We’ve talked before about lubrication, specifically ball bearings. Too much, or not enough, simply won’t work. Writing a guest post at LUDECA, Dave Tiffany, Reliability Specialist for Pioneer Engineering, asks …..
Does it really matter? Oil is oil, grease is grease, and more is better, right?
The importance of proper oil viscosity in your large array of equipment and the varying lubrication regimes they present is one of the most important maintenance practices one can focus on in their facilities. Viscosity is the most important physical property of a lubricant, and viscosity is the most important specification for a lubricant. Along with this, viscosity is the easiest thing to mess up!
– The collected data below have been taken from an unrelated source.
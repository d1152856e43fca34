//! Tag-filtered sampling of question records into a problem set.

use rand::Rng;
use rand::seq::index;

use crate::error::QuizError;
use crate::model::{ProblemSet, QuestionRecord, TagSet};

/// Records carrying any of `tags`, in input order.
///
/// An empty tag selection matches nothing.
#[must_use]
pub fn matching_records<'a>(records: &'a [QuestionRecord], tags: &TagSet) -> Vec<&'a QuestionRecord> {
    records.iter().filter(|r| r.matches_any(tags)).collect()
}

/// Draw `count` distinct records matching `tags` using the thread RNG.
///
/// # Errors
///
/// See [`sample_problem_set_with`].
pub fn sample_problem_set(
    records: &[QuestionRecord],
    tags: &TagSet,
    count: usize,
) -> Result<ProblemSet, QuizError> {
    sample_problem_set_with(&mut rand::rng(), records, tags, count)
}

/// Draw `count` distinct records matching `tags` uniformly without replacement.
///
/// The result is ordered by ascending source id and numbered `Q-1..Q-count`.
/// An empty `tags` selection yields an empty set without error.
///
/// # Errors
///
/// Returns `QuizError::InvalidSelection` if `count` is zero, or
/// `QuizError::InsufficientCandidates` if fewer than `count` records match.
pub fn sample_problem_set_with<R: Rng + ?Sized>(
    rng: &mut R,
    records: &[QuestionRecord],
    tags: &TagSet,
    count: usize,
) -> Result<ProblemSet, QuizError> {
    if tags.is_empty() {
        return Ok(ProblemSet::default());
    }
    if count < 1 {
        return Err(QuizError::InvalidSelection { requested: count });
    }

    let candidates = matching_records(records, tags);
    if count > candidates.len() {
        return Err(QuizError::InsufficientCandidates {
            requested: count,
            available: candidates.len(),
        });
    }

    let mut drawn: Vec<&QuestionRecord> = index::sample(rng, candidates.len(), count)
        .into_iter()
        .map(|i| candidates[i])
        .collect();
    drawn.sort_by_key(|r| r.id());

    Ok(ProblemSet::from_records(drawn))
}
//! The `quiz run` command: generate, answer, score, save.

use std::io::{self, BufRead, Write};

use anyhow::{Context as _, Result, bail};
use quiz_core::model::{Outcome, TagName, TagSet};
use services::{Celebration, Clock, QuizSession, RunOutcome, SessionError};

use super::Context;

pub struct RunOptions {
    pub count: Option<usize>,
    pub save: bool,
    pub duration: Option<u64>,
    pub quiet: bool,
}

pub async fn execute(ctx: &Context, tags: Vec<String>, options: RunOptions) -> Result<()> {
    let app = ctx.services().await?;
    let access = ctx.access(&app.gate());
    let tags: TagSet = tags
        .iter()
        .map(|t| TagName::new(t.as_str()))
        .collect::<Result<_, _>>()
        .context("invalid --tag")?;

    let generator = app.generator();
    let count = match options.count {
        Some(count) => count,
        None => generator.matching_count(&tags).await?,
    };
    let mut session = generator
        .generate(access, &tags, count)
        .await?
        .with_audio_cues(!options.quiet);
    println!(
        "{} questions generated. Problem set ready!\n",
        session.problem_set().len()
    );

    let stdin = io::stdin();
    let mut input = stdin.lock();
    let mut output = io::stdout().lock();
    let completed = drive(&mut session, &mut input, &mut output, Clock::default())?;
    if !completed {
        writeln!(output, "Quit before finishing; nothing was scored.")?;
        return Ok(());
    }

    let results = app.results();
    let outcome = results.results(&session)?;
    print_results(&mut output, &outcome)?;

    if !session.access().authorized {
        return Ok(());
    }
    let save = options.save || confirm(&mut input, &mut output, "Save results? [y/N] ")?;
    if save {
        let id = results.save(&mut session, options.duration).await?;
        writeln!(output, "Results saved (run #{id}).")?;
    }
    Ok(())
}

/// Step through the session until every question is answered.
///
/// Returns `false` if the operator quit early.
pub fn drive<R: BufRead, W: Write>(
    session: &mut QuizSession,
    input: &mut R,
    output: &mut W,
    clock: Clock,
) -> Result<bool> {
    while !session.is_complete() {
        show_current(session, output)?;
        let Some(line) = read_line(input)? else {
            bail!("input ended before the problem set was finished");
        };

        match parse_command(&line) {
            Command::Quit => return Ok(false),
            Command::Next => {
                session.next();
            }
            Command::Prev => {
                session.prev();
            }
            Command::Jump(label) => {
                if let Err(e) = session.jump_to(&label) {
                    writeln!(output, "{e}")?;
                }
            }
            Command::Choose(n) => {
                let choice = session
                    .current()
                    .and_then(|entry| entry.choices().get(n.wrapping_sub(1)))
                    .cloned();
                let Some(choice) = choice else {
                    writeln!(output, "Pick an option number from the list.")?;
                    continue;
                };
                match session.submit_answer(&choice, clock.now()) {
                    Ok(answer) if answer.correct => writeln!(output, "Correct!\n")?,
                    Ok(answer) => {
                        writeln!(output, "Incorrect. Answer: {}\n", answer.correct_answer)?;
                    }
                    Err(e @ SessionError::AlreadyAnswered(_)) => {
                        writeln!(output, "{e}. Proceed to the next question.")?;
                    }
                    Err(e) => return Err(e.into()),
                }
            }
            Command::Unknown => {
                writeln!(output, "Enter an option number, n, p, g Q-<n> or q.")?;
            }
        }
    }

    match session.celebration() {
        Celebration::Fanfare => writeln!(output, "PERFECT RUN! You completed the problem set!")?,
        _ => writeln!(output, "NICE JOB! You completed the problem set!")?,
    }
    if session.audio_cue().is_some() {
        write!(output, "\x07")?;
    }
    output.flush()?;
    Ok(true)
}

enum Command {
    Choose(usize),
    Next,
    Prev,
    Jump(String),
    Quit,
    Unknown,
}

fn parse_command(line: &str) -> Command {
    let line = line.trim();
    match line {
        "n" | "next" => Command::Next,
        "p" | "prev" => Command::Prev,
        "q" | "quit" => Command::Quit,
        _ => {
            if let Some(label) = line.strip_prefix("g ") {
                Command::Jump(label.trim().to_owned())
            } else if let Ok(n) = line.parse::<usize>() {
                Command::Choose(n)
            } else {
                Command::Unknown
            }
        }
    }
}

fn show_current<W: Write>(session: &QuizSession, output: &mut W) -> Result<()> {
    let progress = session.progress();
    let Some(entry) = session.current() else {
        return Ok(());
    };
    writeln!(
        output,
        "{}    [{} / {} answered]",
        entry.sequence_number().heading(),
        progress.answered,
        progress.total
    )?;
    writeln!(output, "{}", entry.question())?;
    for (i, choice) in entry.choices().iter().enumerate() {
        writeln!(output, "  {}) {choice}", i + 1)?;
    }
    if entry.done() {
        writeln!(output, "(already answered)")?;
    }
    write!(output, "> ")?;
    output.flush()?;
    Ok(())
}

fn print_results<W: Write>(output: &mut W, outcome: &RunOutcome) -> Result<()> {
    let result = &outcome.result;
    writeln!(output, "\n== Result Summary ==")?;
    writeln!(output, "Score:          {} / {}", result.score(), result.total())?;
    writeln!(output, "Accuracy:       {}%", result.accuracy_percent())?;
    writeln!(output, "Highest Streak: {}", result.max_streak())?;

    writeln!(output, "\n== Run Chart ==")?;
    for point in &outcome.chart {
        let mark = match point.outcome {
            Outcome::Correct => '+',
            Outcome::Incorrect => 'x',
        };
        writeln!(
            output,
            "{:>4}  {mark}  {:<9}  streak {}",
            point.number,
            point.outcome.as_str(),
            point.streak
        )?;
    }

    writeln!(output, "\n== Incorrect Questions: {} ==", outcome.report.len())?;
    for item in &outcome.report.items {
        writeln!(output, "\n{}", item.sequence_number.heading())?;
        match item.id {
            Some(id) => writeln!(output, "[#{id}] {}", item.question)?,
            None => writeln!(output, "{}", item.question)?,
        }
        writeln!(output, "  Answer: {}", item.answer)?;
        let tags: Vec<&str> = item.tags.iter().map(TagName::as_str).collect();
        writeln!(output, "  Tags:   {}", tags.join(", "))?;
    }
    writeln!(output)?;
    Ok(())
}

fn read_line<R: BufRead>(input: &mut R) -> Result<Option<String>> {
    let mut line = String::new();
    if input.read_line(&mut line)? == 0 {
        return Ok(None);
    }
    Ok(Some(line))
}

fn confirm<R: BufRead, W: Write>(input: &mut R, output: &mut W, prompt: &str) -> Result<bool> {
    write!(output, "{prompt}")?;
    output.flush()?;
    Ok(read_line(input)?.is_some_and(|l| matches!(l.trim(), "y" | "Y" | "yes")))
}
Tiffany offers a simple definition of viscosity: it’s the thickness of an oil. Taking that definition further, he writes that “…viscosity is a measurement of the oil’s internal resistance or its resistance to flow by gravity.” Viscosity reduces friction and wear by separating surfaces in relative motion so they won’t touch.
To measure it, he writes, you need to measure viscosity at a given temperature. Viscosity will generally decrease as the temperature of the oil increases.
Stating an oil’s viscosity is found in many different formats depending on the application. The International Standards Organization (ISO) is the universally accepted method for stating oil viscosity (ISO VG) through-out industry (ISO 3448). This ranges from an ISO VG 2 to an ISO VG 3200. ISO VG is stated at 40°C.
AGMA specify grades an oil’s viscosity for industrial gear applications, also at 40°C. The AGMA uses a #1 through #8A designation.
SUS – or – SSU is not in use much anymore, but you may still find it referenced on an older gearbox nameplate or an OEM (original equipment manufacturer) manual. This stands for Saybolt Universal Seconds – or – Saybolt Seconds Universal, you’ll see it stated either way.
Tiffany writes that oil has even more classifications from the Society of Automotive Engineers (SAE) and that the classifications for Crankcase and SAE Gear are different yet.
0W, 5W, 10W, etc., and straight weights 30, 40, and 50 are designations for crankcase oils, while 70W to 85W and 80 to 250 are designations for automotive gear oils.
Even if you aren’t sure what viscosity is related to a specific piece of equipment, knowing there is a difference is a positive step. Taking extra steps to familiarize yourself with your equipment’s specific lubrication requirements greatly improves its reliability and life cycle.